Some highlights from the last conference call on August 6 include,
Steven Huffman - CEO
- both revenue and users grew over 50% yoy
- positive FCF and profitable on an adj EBITDA basis
- 342M MAUs, 91 DAUs
- number of comments viewed reached new ATH, up 10% from Q1 to Q2
- 50% of user base outside USA, 45M international DAUs, 44% yoy growth and +11% qoq
- France, India, UK, Philippines seeing good results
- machine translation of different languages is working well
- dev platform is in beta with a few hundred active devs
- will begin testing new search result pages powered by AI to summarize and recommend content
- partnerships with Google and OpenAI
Jennifer Wong - COO
- revenue +54% yoy to 281M, acceleration from prior Q and fastest growth rate since Q1 of 2022
- ad revenue grew 41% yoy to 253M
- global scale channel including mid market and SMB grew 50% yoy driven by advertiser activation and deepening existing relationships
- strength in verticals led by retail, pharma, and financial services
- international +49% yoy driver by strength across large and mid market in EMEA
- big six agency relationships were growth drivers, and growth across full funnel
- made measurable progress against AdTech roadmap in Q2
- offering advertisers unique solutions and bringing them closer to communities
- continued building out conversion API ecosystem with mParticle, in addition to partnerships with Google Tag Manger and Tealium for one to many CAPI adoption (conversions API), helps advertisers measure more effectively
- launched a performance ad solution, Dynamic Product Ads (DPA), early adopters seeing 2x higher return on ad spend
- acquisition of Memorable AI, brings AI driven intelligence tools and ad creatives to advertisers to drive performance
- launched Reddit ads API to GA
- partnerships sports program to Reddit fan communities including highlight videos
- other revenue grew 690% yoy, drive by data licensing agreements (Google and OpenAI)
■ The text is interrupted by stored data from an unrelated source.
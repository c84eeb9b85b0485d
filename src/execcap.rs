//! Runs a command (or drains a reader), tees every output line to its passthrough sink in
//! real time, classifies it, and persists it as a capture record.
//!
//! Each stream gets its own worker task. Records from all workers funnel into a single
//! writer task through a bounded queue, so the capture file is only ever written by one
//! owner. Run-wide counters are atomics shared by the workers.

use std::path::PathBuf;
use std::process::{ExitStatus, Stdio};
use std::str::FromStr;
use std::sync::atomic::{AtomicBool, AtomicU64, Ordering};
use std::sync::Arc;

use serde::{Deserialize, Serialize};
use tokio::io::{AsyncBufReadExt, AsyncRead, AsyncWrite, AsyncWriteExt, BufReader};
use tokio::process::Command;
use tokio::sync::mpsc;
use tracing::{debug, info, warn};

use crate::capture::{
    trim_line_ending, CaptureError, CaptureWriter, Record, SourceMode, Summary, EXEC_PREFIX,
    PIPE_PREFIX,
};
use crate::rules::RuleSet;

pub const STREAM_OUT: &str = "out";
pub const STREAM_ERR: &str = "err";

const RECORD_QUEUE_CAPACITY: usize = 1024;

pub type Sink = Box<dyn AsyncWrite + Send + Unpin>;
/// A sink several workers write to. Each line is written whole while the lock is held.
pub type SharedSink = Arc<tokio::sync::Mutex<Sink>>;

pub fn shared_sink<W>(writer: W) -> SharedSink
where
    W: AsyncWrite + Send + Unpin + 'static,
{
    Arc::new(tokio::sync::Mutex::new(Box::new(writer)))
}

#[derive(Debug, thiserror::Error)]
pub enum ExecError {
    #[error("no command given")]
    EmptyCommand,
    #[error("failed to start {program}: {source}")]
    Spawn { program: String, source: std::io::Error },
    #[error("child {0} was not piped")]
    MissingPipe(&'static str),
    #[error(transparent)]
    Capture(#[from] CaptureError),
    #[error("io error: {0}")]
    Io(#[from] std::io::Error),
    #[error("capture task failed: {0}")]
    Join(#[from] tokio::task::JoinError),
}

/// Whether matched stdout lines are echoed as `<n>: <line>` on the mirror sink.
#[derive(Debug, Clone, Copy, Default, PartialEq, Eq, Serialize, Deserialize)]
#[serde(rename_all = "snake_case")]
pub enum MirrorMode {
    None,
    #[default]
    Line,
}

impl FromStr for MirrorMode {
    type Err = String;

    fn from_str(value: &str) -> Result<Self, Self::Err> {
        match value.trim().to_ascii_lowercase().as_str() {
            "none" | "off" | "" => Ok(MirrorMode::None),
            "line" => Ok(MirrorMode::Line),
            other => Err(format!("unknown mirror mode {other:?} (expected none or line)")),
        }
    }
}

#[derive(Debug, Clone)]
pub struct ExecOptions {
    pub capture_dir: PathBuf,
    pub only_matches: bool,
    pub mirror: MirrorMode,
}

impl Default for ExecOptions {
    fn default() -> Self {
        Self { capture_dir: std::env::temp_dir(), only_matches: false, mirror: MirrorMode::Line }
    }
}

/// Destinations for the real-time copy of captured output.
pub struct Passthrough {
    pub out: SharedSink,
    pub err: SharedSink,
    pub mirror: SharedSink,
}

impl Passthrough {
    /// The mirror shares the stderr sink so echoed lines never split a passthrough line.
    pub fn stdio() -> Self {
        let stderr = shared_sink(tokio::io::stderr());
        Self { out: shared_sink(tokio::io::stdout()), err: stderr.clone(), mirror: stderr }
    }
}

#[derive(Debug, Default)]
pub struct RunCounters {
    seq: AtomicU64,
    lines_total: AtomicU64,
    match_lines: AtomicU64,
    matches_total: AtomicU64,
    any_match: AtomicBool,
}

impl RunCounters {
    /// Claims the next 1-based sequence number.
    pub fn next_seq(&self) -> u64 {
        self.seq.fetch_add(1, Ordering::SeqCst) + 1
    }

    fn record_line(&self, matched: bool, matches: usize) {
        self.lines_total.fetch_add(1, Ordering::Relaxed);
        if matched {
            self.match_lines.fetch_add(1, Ordering::Relaxed);
            self.matches_total.fetch_add(matches as u64, Ordering::Relaxed);
            self.any_match.store(true, Ordering::Relaxed);
        }
    }

    fn fill(&self, summary: &mut Summary) {
        summary.lines_total = self.lines_total.load(Ordering::SeqCst);
        summary.match_lines = self.match_lines.load(Ordering::SeqCst);
        summary.matches_total = self.matches_total.load(Ordering::SeqCst);
    }

    pub fn any_match(&self) -> bool {
        self.any_match.load(Ordering::SeqCst)
    }
}

/// A finished capture. The record file is closed and complete.
#[derive(Debug, Clone)]
pub struct CaptureOutcome {
    pub capture_path: PathBuf,
    pub any_match: bool,
    pub summary: Summary,
}

impl CaptureOutcome {
    pub fn exit_code(&self) -> Option<i32> {
        self.summary.exit_code
    }
}

struct StreamJob {
    tag: &'static str,
    rules: Arc<RuleSet>,
    counters: Arc<RunCounters>,
    only_matches: bool,
    passthrough: Option<SharedSink>,
    mirror: Option<SharedSink>,
    records: mpsc::Sender<Record>,
}

/// Spawns `cmd`, captures both output streams until they close, then waits for the child.
pub async fn run(
    cmd: &[String],
    rules: Arc<RuleSet>,
    options: &ExecOptions,
    passthrough: Passthrough,
) -> Result<CaptureOutcome, ExecError> {
    let (program, args) = cmd.split_first().ok_or(ExecError::EmptyCommand)?;
    let mut child = Command::new(program)
        .args(args)
        .stdin(Stdio::inherit())
        .stdout(Stdio::piped())
        .stderr(Stdio::piped())
        .kill_on_drop(true)
        .spawn()
        .map_err(|source| ExecError::Spawn { program: program.clone(), source })?;

    let stdout = child.stdout.take().ok_or(ExecError::MissingPipe("stdout"))?;
    let stderr = child.stderr.take().ok_or(ExecError::MissingPipe("stderr"))?;

    let writer = match CaptureWriter::create_temp(&options.capture_dir, EXEC_PREFIX) {
        Ok(writer) => writer,
        Err(err) => {
            let _ = child.start_kill();
            let _ = child.wait().await;
            return Err(err.into());
        }
    };
    info!(path = %writer.path().display(), program = %program, "capturing command output");

    let counters = Arc::new(RunCounters::default());
    let (tx, rx) = mpsc::channel(RECORD_QUEUE_CAPACITY);
    let writer_task = spawn_record_writer(writer, rx);

    let Passthrough { out, err, mirror } = passthrough;
    let mirror = (options.mirror == MirrorMode::Line).then_some(mirror);
    let out_task = tokio::spawn(pump_stream(
        stdout,
        StreamJob {
            tag: STREAM_OUT,
            rules: rules.clone(),
            counters: counters.clone(),
            only_matches: options.only_matches,
            passthrough: Some(out),
            mirror,
            records: tx.clone(),
        },
    ));
    let err_task = tokio::spawn(pump_stream(
        stderr,
        StreamJob {
            tag: STREAM_ERR,
            rules: rules.clone(),
            counters: counters.clone(),
            only_matches: options.only_matches,
            passthrough: Some(err),
            mirror: None,
            records: tx,
        },
    ));

    out_task.await?;
    err_task.await?;
    let capture_path = writer_task.await??.close()?;

    let exit_code = match child.wait().await {
        Ok(status) => exit_code_of(status),
        Err(err) => {
            warn!(?err, "failed to wait for child");
            1
        }
    };

    let arg = shlex::try_join(cmd.iter().map(String::as_str)).unwrap_or_else(|_| cmd.join(" "));
    let mut summary = Summary::new(SourceMode::Exec, arg, &capture_path);
    counters.fill(&mut summary);
    summary.filtered = options.only_matches;
    summary.rules = rules.ids();
    summary.temp = false;
    summary.exit_code = Some(exit_code);
    debug!(
        lines = summary.lines_total,
        match_lines = summary.match_lines,
        exit_code,
        "command finished"
    );

    Ok(CaptureOutcome { capture_path, any_match: counters.any_match(), summary })
}

/// Captures a single untagged stream (stdin in pipe mode, a file in file mode).
pub async fn capture_reader<R>(
    reader: R,
    mode: SourceMode,
    arg: &str,
    rules: Arc<RuleSet>,
    options: &ExecOptions,
    passthrough: Option<SharedSink>,
    mirror: Option<SharedSink>,
) -> Result<CaptureOutcome, ExecError>
where
    R: AsyncRead + Unpin,
{
    let writer = CaptureWriter::create_temp(&options.capture_dir, PIPE_PREFIX)?;
    info!(path = %writer.path().display(), mode = mode.as_str(), "capturing stream");

    let counters = Arc::new(RunCounters::default());
    let (tx, rx) = mpsc::channel(RECORD_QUEUE_CAPACITY);
    let writer_task = spawn_record_writer(writer, rx);
    let mirror = if options.mirror == MirrorMode::Line { mirror } else { None };

    pump_stream(
        reader,
        StreamJob {
            tag: "",
            rules: rules.clone(),
            counters: counters.clone(),
            only_matches: options.only_matches,
            passthrough,
            mirror,
            records: tx,
        },
    )
    .await;
    let capture_path = writer_task.await??.close()?;

    let mut summary = Summary::new(mode, arg, &capture_path);
    counters.fill(&mut summary);
    summary.filtered = options.only_matches;
    summary.rules = rules.ids();
    summary.temp = mode == SourceMode::Pipe;

    Ok(CaptureOutcome { capture_path, any_match: counters.any_match(), summary })
}

fn spawn_record_writer(
    mut writer: CaptureWriter,
    mut rx: mpsc::Receiver<Record>,
) -> tokio::task::JoinHandle<Result<CaptureWriter, CaptureError>> {
    tokio::task::spawn_blocking(move || {
        while let Some(record) = rx.blocking_recv() {
            writer.encode(&record)?;
        }
        Ok(writer)
    })
}

async fn pump_stream<R>(reader: R, job: StreamJob)
where
    R: AsyncRead + Unpin,
{
    let StreamJob { tag, rules, counters, only_matches, mut passthrough, mut mirror, records } =
        job;
    let mut reader = BufReader::new(reader);
    let mut buf = Vec::new();
    let mut echo = Vec::new();
    let mut writer_open = true;

    loop {
        buf.clear();
        match reader.read_until(b'\n', &mut buf).await {
            Ok(0) => break,
            Ok(_) => {}
            Err(err) => {
                warn!(?err, stream = tag, "read failed, stopping stream");
                break;
            }
        }
        let line = trim_line_ending(&buf);

        if let Some(sink) = passthrough.as_ref() {
            echo.clear();
            echo.extend_from_slice(line);
            echo.push(b'\n');
            if let Err(err) = write_line(sink, &echo).await {
                debug!(?err, stream = tag, "passthrough closed");
                passthrough = None;
            }
        }

        let n = counters.next_seq();
        let text = String::from_utf8_lossy(line).into_owned();
        let (matched, matches) = rules.any_match(&text);
        counters.record_line(matched, matches);

        if matched {
            if let Some(sink) = mirror.as_ref() {
                let mirrored = format!("{n}: {text}\n");
                if let Err(err) = write_line(sink, mirrored.as_bytes()).await {
                    debug!(?err, stream = tag, "mirror closed");
                    mirror = None;
                }
            }
        }

        if writer_open && (matched || !only_matches) {
            let record = Record::new(n, text, matched, tag);
            if records.send(record).await.is_err() {
                warn!(stream = tag, "capture writer stopped, records are no longer persisted");
                writer_open = false;
            }
        }
    }
    debug!(stream = tag, "stream closed");
}

async fn write_line(sink: &SharedSink, line: &[u8]) -> std::io::Result<()> {
    let mut sink = sink.lock().await;
    sink.write_all(line).await?;
    sink.flush().await
}

fn exit_code_of(status: ExitStatus) -> i32 {
    if let Some(code) = status.code() {
        return code;
    }
    #[cfg(unix)]
    {
        use std::os::unix::process::ExitStatusExt;
        if let Some(signal) = status.signal() {
            return 128 + signal;
        }
    }
    1
}
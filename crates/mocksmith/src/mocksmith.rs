//! Main Mocksmith struct and the shared request plumbing for all three
//! operations.

use std::sync::Arc;

use serde_json::Value;

use crate::error::{MocksmithError, Result};
use crate::llm::{estimate_cost, ChatMessage, ChatProvider, ChatRequest, RateTable};
use crate::stream::{Snapshot, StreamReducer};

/// Sampling and model configuration, passed explicitly into every call.
#[derive(Debug, Clone)]
pub struct GenerationConfig {
    /// Model identifier; also keys the static rate table for pricing.
    pub model: String,
    /// Nucleus sampling parameter (0.0-2.0).
    pub top_p: f64,
    /// Sampling temperature; provider default when unset.
    pub temperature: Option<f64>,
}

impl Default for GenerationConfig {
    fn default() -> Self {
        Self {
            model: "gpt-4o-2024-08-06".to_string(),
            top_p: 0.5,
            temperature: None,
        }
    }
}

/// The structured-generation engine: one provider plus one configuration.
///
/// Per-call state (the streaming reducer) is fully encapsulated within each
/// call's lifetime; one `Mocksmith` can serve many sequential requests.
pub struct Mocksmith {
    config: GenerationConfig,
    provider: Arc<dyn ChatProvider>,
}

impl Mocksmith {
    /// Create an engine with default configuration.
    pub fn new(provider: impl ChatProvider + 'static) -> Self {
        Self::with_config(provider, GenerationConfig::default())
    }

    /// Create an engine with custom configuration.
    pub fn with_config(provider: impl ChatProvider + 'static, config: GenerationConfig) -> Self {
        Self {
            config,
            provider: Arc::new(provider),
        }
    }

    pub fn config(&self) -> &GenerationConfig {
        &self.config
    }

    /// Name of the backing provider (for logging/debugging).
    pub fn provider_name(&self) -> &str {
        self.provider.name()
    }

    /// Issue one structured completion and return the finalized document
    /// plus its estimated cost in USD.
    ///
    /// With a progress callback the call streams: every fragment runs
    /// through a [`StreamReducer`] watching `summary` and `items_key`, and
    /// the callback sees one snapshot per resolved value. The finalized
    /// document always comes from parsing the full response text; partial
    /// snapshots are advisory only.
    pub(crate) fn run_structured(
        &self,
        messages: Vec<ChatMessage>,
        response_format: Value,
        items_key: &str,
        on_progress: Option<&mut dyn FnMut(Snapshot)>,
    ) -> Result<(Value, f64)> {
        let request = ChatRequest {
            model: self.config.model.clone(),
            messages,
            response_format,
            top_p: self.config.top_p,
            temperature: self.config.temperature,
        };
        let rates = RateTable::for_model(&self.config.model);
        let streamed = on_progress.is_some();

        let completion = match on_progress {
            Some(on_progress) => {
                let mut reducer = StreamReducer::new(items_key);
                self.provider.complete_streaming(&request, &mut |fragment| {
                    reducer.apply(fragment, &mut *on_progress)
                })?
            }
            None => self.provider.complete(&request)?,
        };

        let document: Value = serde_json::from_str(&completion.content).map_err(|e| {
            if streamed {
                MocksmithError::Stream(format!("finalization failed: {e}"))
            } else {
                MocksmithError::Provider {
                    status: None,
                    message: format!("malformed structured response: {e}"),
                }
            }
        })?;

        Ok((document, estimate_cost(completion.usage.as_ref(), &rates)))
    }

    /// Map a finalization/validation failure to the path-appropriate error.
    pub(crate) fn finalization_error(streamed: bool, message: String) -> MocksmithError {
        if streamed {
            MocksmithError::Stream(message)
        } else {
            MocksmithError::Provider {
                status: None,
                message,
            }
        }
    }
}
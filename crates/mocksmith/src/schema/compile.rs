//! Schema compiler: column definitions to output-shape constraint + validator.
//!
//! The remote model must emit machine-parseable structured output.
//! Constraining its output shape up front converts "hope the model formats
//! correctly" into "the provider enforces the shape"; local compilation only
//! translates the column vocabulary into the provider's shape vocabulary and
//! re-checks the finalized payload.

use once_cell::sync::Lazy;
use regex::Regex;
use serde_json::{json, Map, Value};

use crate::error::{MocksmithError, Result};

use super::column::{ColumnDefinition, FieldKind, FieldSpec, ValueType};

/// Comma optionally surrounded by whitespace, the enum literal separator.
static ENUM_SPLIT: Lazy<Regex> = Lazy::new(|| Regex::new(r"\s*,\s*").expect("valid regex"));

/// Validator shape for one column, selected by value type.
#[derive(Debug, Clone, PartialEq)]
pub enum ColumnShape {
    Text,
    Number,
    Integer,
    Boolean,
    /// Closed set of string literals.
    Enum(Vec<String>),
    /// Fixed object layout of a structured kind.
    Structured(&'static [FieldSpec]),
}

/// One compiled column: shape plus nullability and the description hint
/// forwarded to the model.
#[derive(Debug, Clone)]
pub struct CompiledColumn {
    pub key: String,
    pub shape: ColumnShape,
    /// True when the column was declared `required: false`.
    pub nullable: bool,
    pub description: Option<String>,
}

/// Composite validator for one row shape.
///
/// Keys are unique and kept in declaration order; the union of all column
/// validators composes into one row-shape validator.
#[derive(Debug, Clone)]
pub struct CompiledSchema {
    columns: Vec<CompiledColumn>,
}

impl CompiledSchema {
    /// Compile an ordered list of column definitions.
    ///
    /// Fails with [`MocksmithError::MissingEnumValues`] when an `enum`
    /// column has no usable literal list in its description.
    pub fn compile(definitions: &[ColumnDefinition]) -> Result<Self> {
        let mut columns = Vec::with_capacity(definitions.len());
        for def in definitions {
            let shape = match def.value_type {
                ValueType::Text => ColumnShape::Text,
                ValueType::Number => ColumnShape::Number,
                ValueType::Integer => ColumnShape::Integer,
                ValueType::Boolean => ColumnShape::Boolean,
                ValueType::Enum => ColumnShape::Enum(extract_enum_values(def)?),
                ValueType::Gender => {
                    ColumnShape::Enum(vec!["male".to_string(), "female".to_string()])
                }
                ValueType::FullName
                | ValueType::Date
                | ValueType::Time
                | ValueType::Address
                | ValueType::AddressJp => ColumnShape::Structured(
                    def.value_type.fields().expect("structured type has fields"),
                ),
            };
            columns.push(CompiledColumn {
                key: def.key.clone(),
                shape,
                nullable: !def.required,
                description: def.description.clone(),
            });
        }
        Ok(Self { columns })
    }

    /// Compiled columns in declaration order.
    pub fn columns(&self) -> &[CompiledColumn] {
        &self.columns
    }

    /// JSON Schema for one row: `{ [columnKey]: <column shape> }`.
    ///
    /// Emitted in the provider's strict structured-output dialect: every key
    /// listed in `required`, `additionalProperties: false`, optionality as a
    /// null union.
    pub fn row_schema(&self) -> Value {
        let mut properties = Map::new();
        let mut required = Vec::with_capacity(self.columns.len());
        for col in &self.columns {
            properties.insert(col.key.clone(), col.json_schema());
            required.push(Value::String(col.key.clone()));
        }
        json!({
            "type": "object",
            "properties": properties,
            "required": required,
            "additionalProperties": false,
        })
    }

    /// Validate one row of the finalized payload against the compiled shape.
    pub fn validate_row(&self, row: &Value) -> std::result::Result<(), String> {
        let obj = row
            .as_object()
            .ok_or_else(|| format!("row is not an object: {row}"))?;
        for col in &self.columns {
            let value = obj.get(&col.key).unwrap_or(&Value::Null);
            if value.is_null() {
                if col.nullable {
                    continue;
                }
                return Err(format!("column '{}': required value is null", col.key));
            }
            col.shape
                .check(value)
                .map_err(|e| format!("column '{}': {e}", col.key))?;
        }
        Ok(())
    }

    /// Validate every row of a generated table.
    pub fn validate_rows(&self, rows: &[Value]) -> std::result::Result<(), String> {
        for (index, row) in rows.iter().enumerate() {
            self.validate_row(row)
                .map_err(|e| format!("row {index}: {e}"))?;
        }
        Ok(())
    }
}

impl CompiledColumn {
    /// JSON Schema fragment for this column, null-union wrapped when
    /// the column is optional.
    fn json_schema(&self) -> Value {
        let mut schema = self.shape.json_schema();
        if let (Some(desc), Some(obj)) = (&self.description, schema.as_object_mut()) {
            // Enum columns keep the literal list out of the hint; it is
            // already encoded in the schema itself.
            if !matches!(self.shape, ColumnShape::Enum(_)) {
                obj.insert("description".to_string(), json!(desc));
            }
        }
        if self.nullable {
            schema = json!({ "anyOf": [schema, { "type": "null" }] });
        }
        schema
    }
}

impl ColumnShape {
    fn json_schema(&self) -> Value {
        match self {
            ColumnShape::Text => json!({ "type": "string" }),
            ColumnShape::Number => json!({ "type": "number" }),
            ColumnShape::Integer => json!({ "type": "integer" }),
            ColumnShape::Boolean => json!({ "type": "boolean" }),
            ColumnShape::Enum(values) => json!({ "type": "string", "enum": values }),
            ColumnShape::Structured(fields) => {
                let mut properties = Map::new();
                let mut required = Vec::with_capacity(fields.len());
                for f in *fields {
                    let field_schema = match f.kind {
                        FieldKind::Str => json!({ "type": "string" }),
                        FieldKind::NullableStr => json!({ "type": ["string", "null"] }),
                        FieldKind::Int => json!({ "type": "integer" }),
                    };
                    properties.insert(f.name.to_string(), field_schema);
                    required.push(Value::String(f.name.to_string()));
                }
                json!({
                    "type": "object",
                    "properties": properties,
                    "required": required,
                    "additionalProperties": false,
                })
            }
        }
    }

    /// Check a non-null value against this shape.
    fn check(&self, value: &Value) -> std::result::Result<(), String> {
        match self {
            ColumnShape::Text => value
                .is_string()
                .then_some(())
                .ok_or_else(|| format!("expected string, got {value}")),
            ColumnShape::Number => value
                .is_number()
                .then_some(())
                .ok_or_else(|| format!("expected number, got {value}")),
            ColumnShape::Integer => (value.is_i64() || value.is_u64())
                .then_some(())
                .ok_or_else(|| format!("expected integer, got {value}")),
            ColumnShape::Boolean => value
                .is_boolean()
                .then_some(())
                .ok_or_else(|| format!("expected boolean, got {value}")),
            ColumnShape::Enum(values) => {
                let s = value
                    .as_str()
                    .ok_or_else(|| format!("expected enum literal, got {value}"))?;
                if values.iter().any(|v| v == s) {
                    Ok(())
                } else {
                    Err(format!("'{s}' is not one of {values:?}"))
                }
            }
            ColumnShape::Structured(fields) => {
                let obj = value
                    .as_object()
                    .ok_or_else(|| format!("expected object, got {value}"))?;
                for f in *fields {
                    let v = obj.get(f.name).unwrap_or(&Value::Null);
                    let ok = match f.kind {
                        FieldKind::Str => v.is_string(),
                        FieldKind::NullableStr => v.is_string() || v.is_null(),
                        FieldKind::Int => v.is_i64() || v.is_u64(),
                    };
                    if !ok {
                        return Err(format!("field '{}': unexpected value {v}", f.name));
                    }
                }
                Ok(())
            }
        }
    }
}

/// Extract the allowed literals of an `enum` column from its description.
fn extract_enum_values(def: &ColumnDefinition) -> Result<Vec<String>> {
    let description = def
        .description
        .as_deref()
        .map(str::trim)
        .filter(|d| !d.is_empty())
        .ok_or_else(|| MocksmithError::MissingEnumValues {
            column: def.key.clone(),
        })?;
    let values: Vec<String> = ENUM_SPLIT
        .split(description)
        .filter(|v| !v.is_empty())
        .map(str::to_string)
        .collect();
    if values.is_empty() {
        return Err(MocksmithError::MissingEnumValues {
            column: def.key.clone(),
        });
    }
    Ok(values)
}

#[cfg(test)]
mod tests {
    use super::*;
    use serde_json::json;

    fn compile_one(def: ColumnDefinition) -> CompiledSchema {
        CompiledSchema::compile(&[def]).unwrap()
    }

    #[test]
    fn test_enum_extraction() {
        let schema = compile_one(
            ColumnDefinition::new("color", ValueType::Enum)
                .with_description("red, green , blue"),
        );
        for ok in ["red", "green", "blue"] {
            assert!(schema.validate_row(&json!({ "color": ok })).is_ok());
        }
        assert!(schema.validate_row(&json!({ "color": "purple" })).is_err());
    }

    #[test]
    fn test_enum_without_values_fails() {
        let err = CompiledSchema::compile(&[ColumnDefinition::new("color", ValueType::Enum)])
            .unwrap_err();
        assert!(matches!(err, MocksmithError::MissingEnumValues { ref column } if column == "color"));
    }

    #[test]
    fn test_gender_is_fixed_enum() {
        let schema = compile_one(ColumnDefinition::new("gender", ValueType::Gender));
        assert!(schema.validate_row(&json!({ "gender": "male" })).is_ok());
        assert!(schema.validate_row(&json!({ "gender": "female" })).is_ok());
        assert!(schema.validate_row(&json!({ "gender": "other" })).is_err());
    }

    #[test]
    fn test_optional_column_accepts_null() {
        let schema = compile_one(ColumnDefinition::new("age", ValueType::Integer).optional());
        assert!(schema.validate_row(&json!({ "age": null })).is_ok());
        assert!(schema.validate_row(&json!({})).is_ok());
        assert!(schema.validate_row(&json!({ "age": 30 })).is_ok());
    }

    #[test]
    fn test_required_column_rejects_null() {
        let schema = compile_one(ColumnDefinition::new("age", ValueType::Integer));
        assert!(schema.validate_row(&json!({ "age": null })).is_err());
        assert!(schema.validate_row(&json!({})).is_err());
    }

    #[test]
    fn test_integer_rejects_fraction() {
        let schema = compile_one(ColumnDefinition::new("n", ValueType::Integer));
        assert!(schema.validate_row(&json!({ "n": 1 })).is_ok());
        assert!(schema.validate_row(&json!({ "n": 1.5 })).is_err());
    }

    #[test]
    fn test_structured_validation() {
        let schema = compile_one(ColumnDefinition::new("birthday", ValueType::Date));
        assert!(schema
            .validate_row(&json!({ "birthday": { "year": 1990, "month": 5, "day": 15 } }))
            .is_ok());
        assert!(schema
            .validate_row(&json!({ "birthday": { "year": "1990", "month": 5, "day": 15 } }))
            .is_err());
        assert!(schema.validate_row(&json!({ "birthday": {} })).is_err());

        let schema = compile_one(ColumnDefinition::new("name", ValueType::FullName));
        assert!(schema
            .validate_row(&json!({ "name": { "first": "John", "middle": null, "last": "Doe" } }))
            .is_ok());
    }

    #[test]
    fn test_row_schema_strict_shape() {
        let schema = CompiledSchema::compile(&[
            ColumnDefinition::new("name", ValueType::Text).with_description("user name"),
            ColumnDefinition::new("age", ValueType::Integer).optional(),
        ])
        .unwrap();
        let row = schema.row_schema();

        assert_eq!(row["type"], json!("object"));
        assert_eq!(row["additionalProperties"], json!(false));
        assert_eq!(row["required"], json!(["name", "age"]));
        assert_eq!(row["properties"]["name"]["description"], json!("user name"));
        // Optional column is a null union.
        assert!(row["properties"]["age"]["anyOf"].is_array());
    }

    #[test]
    fn test_every_value_type_compiles() {
        for vt in ValueType::all() {
            let mut def = ColumnDefinition::new("col", *vt);
            if *vt == ValueType::Enum {
                def = def.with_description("a, b");
            }
            assert!(CompiledSchema::compile(&[def]).is_ok(), "type {vt} failed");
        }
    }
}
- Sprinklr and OpenAI partnerships available for access of content while adding guardrails
Andrew Vollero - CFO
- three key financial themes, 1) growth/cost shined 2) profitability inflecting rapidly 3) traction on cash flow, CapEx, dilution & SBC costs
- DAUs for quarter 91M, +51%
- logged out users 70% of quarterly DAU growth
- gross margins 90%, up from 84% year ago, driven by operational efficiencies
- 12% adj OpEx cost growth
- total headcount up 1% qoq, 3% yoy
- GAAP net loss 10M, which is 31M better than last year
- internal goal of getting to GAAP break even
- adj EBITDA 40M, up 30M sequentially and up 75M yoy
- adj EBITDA margins 14%, up from 4% in Q1 vs -19% prior year
- revenue grew 5x as fast as costs
- operating cash flow 28M, +82M change from last year
- CapEx very light around 1M
- stock comp 67M, 24% of revenue, down from IPO which paid out a lot
- cash 1.7B (28M of debt)
- Memorable AI acquisition 19.9M cost, 17.1M in cash
- new guide of 290-310M, adj EBITDA of 40-60M, includes recently signed partnerships with sports leagues
Q&A
- translation services going well
- ad load on Reddit is light compared to other social networks (possible additional upside here increasing the load)
- working on search that works inside Reddit (most people currently search Google using the keyword Reddit + topic)
- not a big player in political ads
- the longer someone has a Reddit account they more time they spend there
- have headroom on ARPU, and managing revenue and DAU growth - first class problem to have
- broadly seeing new user retention going up
- contract pricing on hosting is helping margins
The market cap on Reddit is just 10B which seems small for how well known and used Reddit is. There’s a lot of exciting initiatives wether this is translated posts, a partnership with OpenAI, improvements in ads/search, along with better gross margins and profitability. Reddit looks like a promising investment opportunity to me, and I believe it fits the criteria Saul is typically looking for in an investment.